━━━ DATA TO USE

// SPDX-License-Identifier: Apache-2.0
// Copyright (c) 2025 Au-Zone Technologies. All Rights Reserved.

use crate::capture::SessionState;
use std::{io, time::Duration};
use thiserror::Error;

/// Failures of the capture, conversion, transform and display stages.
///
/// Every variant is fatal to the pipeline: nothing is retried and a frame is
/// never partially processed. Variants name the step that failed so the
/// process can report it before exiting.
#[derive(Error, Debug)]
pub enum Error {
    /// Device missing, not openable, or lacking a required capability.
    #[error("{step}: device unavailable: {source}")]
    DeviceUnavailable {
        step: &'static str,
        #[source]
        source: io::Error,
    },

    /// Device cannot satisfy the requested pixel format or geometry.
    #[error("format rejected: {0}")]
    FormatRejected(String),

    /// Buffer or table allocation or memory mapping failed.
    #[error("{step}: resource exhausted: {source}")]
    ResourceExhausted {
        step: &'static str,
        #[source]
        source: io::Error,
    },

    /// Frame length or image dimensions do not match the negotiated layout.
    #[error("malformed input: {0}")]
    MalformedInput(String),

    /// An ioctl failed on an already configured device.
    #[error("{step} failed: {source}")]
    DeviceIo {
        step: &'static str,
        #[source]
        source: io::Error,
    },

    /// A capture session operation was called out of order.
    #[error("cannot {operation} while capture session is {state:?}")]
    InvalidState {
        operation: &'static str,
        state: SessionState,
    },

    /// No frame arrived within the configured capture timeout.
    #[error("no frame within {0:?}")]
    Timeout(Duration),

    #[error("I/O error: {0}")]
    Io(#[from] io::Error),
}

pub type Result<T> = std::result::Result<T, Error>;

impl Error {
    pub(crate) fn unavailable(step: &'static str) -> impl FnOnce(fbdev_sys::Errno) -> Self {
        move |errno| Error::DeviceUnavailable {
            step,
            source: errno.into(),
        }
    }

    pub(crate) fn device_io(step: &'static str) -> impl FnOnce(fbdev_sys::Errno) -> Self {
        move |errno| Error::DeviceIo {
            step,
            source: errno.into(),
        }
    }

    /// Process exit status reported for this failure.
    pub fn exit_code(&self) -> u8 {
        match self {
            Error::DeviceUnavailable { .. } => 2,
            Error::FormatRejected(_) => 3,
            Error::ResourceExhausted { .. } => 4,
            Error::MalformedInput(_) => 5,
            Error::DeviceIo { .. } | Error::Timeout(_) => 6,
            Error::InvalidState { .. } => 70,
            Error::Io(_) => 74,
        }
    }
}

━━━━━━

▶ [TASK TO CARRY OUT] From the records above, transcribe exactly the run of lines that opens with the line holding "use thiserror::Error;" and closes with the line holding "pub enum Error", both included.

▶ [RESPONSE TO THIS EXERCISE]
use thiserror::Error;

/// Failures of the capture, conversion, transform and display stages.
///
/// Every variant is fatal to the pipeline: nothing is retried and a frame is
/// never partially processed. Variants name the step that failed so the
/// process can report it before exiting.
#[derive(Error, Debug)]
pub enum Error {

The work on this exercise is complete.